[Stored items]
+++
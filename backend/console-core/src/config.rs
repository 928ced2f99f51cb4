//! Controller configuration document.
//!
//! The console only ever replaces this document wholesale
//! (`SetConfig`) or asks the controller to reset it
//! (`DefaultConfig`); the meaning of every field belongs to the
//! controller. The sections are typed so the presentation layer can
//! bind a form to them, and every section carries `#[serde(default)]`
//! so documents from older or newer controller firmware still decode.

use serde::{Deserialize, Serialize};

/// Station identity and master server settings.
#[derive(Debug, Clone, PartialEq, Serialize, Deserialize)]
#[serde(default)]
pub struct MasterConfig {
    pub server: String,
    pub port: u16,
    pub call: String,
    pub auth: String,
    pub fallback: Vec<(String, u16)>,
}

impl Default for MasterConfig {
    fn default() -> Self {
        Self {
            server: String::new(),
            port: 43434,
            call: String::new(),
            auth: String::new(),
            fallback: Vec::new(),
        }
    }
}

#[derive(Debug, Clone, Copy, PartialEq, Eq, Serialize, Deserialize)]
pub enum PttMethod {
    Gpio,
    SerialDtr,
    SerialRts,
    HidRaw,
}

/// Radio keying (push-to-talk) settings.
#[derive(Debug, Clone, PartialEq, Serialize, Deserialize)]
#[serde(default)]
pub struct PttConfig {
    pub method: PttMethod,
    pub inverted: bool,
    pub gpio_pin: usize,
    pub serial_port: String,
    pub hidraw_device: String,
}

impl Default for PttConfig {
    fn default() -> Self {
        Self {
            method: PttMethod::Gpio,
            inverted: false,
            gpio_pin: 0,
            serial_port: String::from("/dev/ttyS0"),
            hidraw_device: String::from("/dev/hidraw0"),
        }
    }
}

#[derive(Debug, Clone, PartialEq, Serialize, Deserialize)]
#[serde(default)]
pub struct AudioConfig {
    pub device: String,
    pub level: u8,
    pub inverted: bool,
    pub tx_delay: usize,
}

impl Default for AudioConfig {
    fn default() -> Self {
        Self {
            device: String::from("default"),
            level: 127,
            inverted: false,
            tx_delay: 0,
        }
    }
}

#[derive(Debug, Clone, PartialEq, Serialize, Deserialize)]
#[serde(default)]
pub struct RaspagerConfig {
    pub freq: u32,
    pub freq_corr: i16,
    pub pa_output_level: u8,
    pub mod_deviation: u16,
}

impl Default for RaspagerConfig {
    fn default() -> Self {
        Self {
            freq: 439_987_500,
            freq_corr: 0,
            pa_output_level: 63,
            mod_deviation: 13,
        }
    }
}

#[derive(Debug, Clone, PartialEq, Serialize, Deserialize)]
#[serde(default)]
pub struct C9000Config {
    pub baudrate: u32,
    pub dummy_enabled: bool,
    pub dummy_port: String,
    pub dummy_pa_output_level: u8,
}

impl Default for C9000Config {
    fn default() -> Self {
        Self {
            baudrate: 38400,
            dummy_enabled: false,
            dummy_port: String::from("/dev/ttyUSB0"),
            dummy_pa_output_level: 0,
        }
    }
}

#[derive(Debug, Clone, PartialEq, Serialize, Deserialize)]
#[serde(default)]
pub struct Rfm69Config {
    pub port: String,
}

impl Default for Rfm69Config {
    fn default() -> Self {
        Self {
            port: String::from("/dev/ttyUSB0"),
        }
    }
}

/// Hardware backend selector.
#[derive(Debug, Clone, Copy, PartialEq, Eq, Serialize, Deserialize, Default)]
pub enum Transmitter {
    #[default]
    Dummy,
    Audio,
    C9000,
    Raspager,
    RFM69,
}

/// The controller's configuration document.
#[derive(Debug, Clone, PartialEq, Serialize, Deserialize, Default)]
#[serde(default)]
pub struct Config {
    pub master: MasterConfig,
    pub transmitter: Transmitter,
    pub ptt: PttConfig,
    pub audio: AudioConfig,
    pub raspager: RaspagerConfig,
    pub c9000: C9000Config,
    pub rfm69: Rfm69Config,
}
+++
Directions:
Whenever a line of the records holds the string "struct", pick it out and copy it.

Output below:
pub struct MasterConfig {
pub struct PttConfig {
pub struct AudioConfig {
pub struct RaspagerConfig {
pub struct C9000Config {
pub struct Rfm69Config {
pub struct Config {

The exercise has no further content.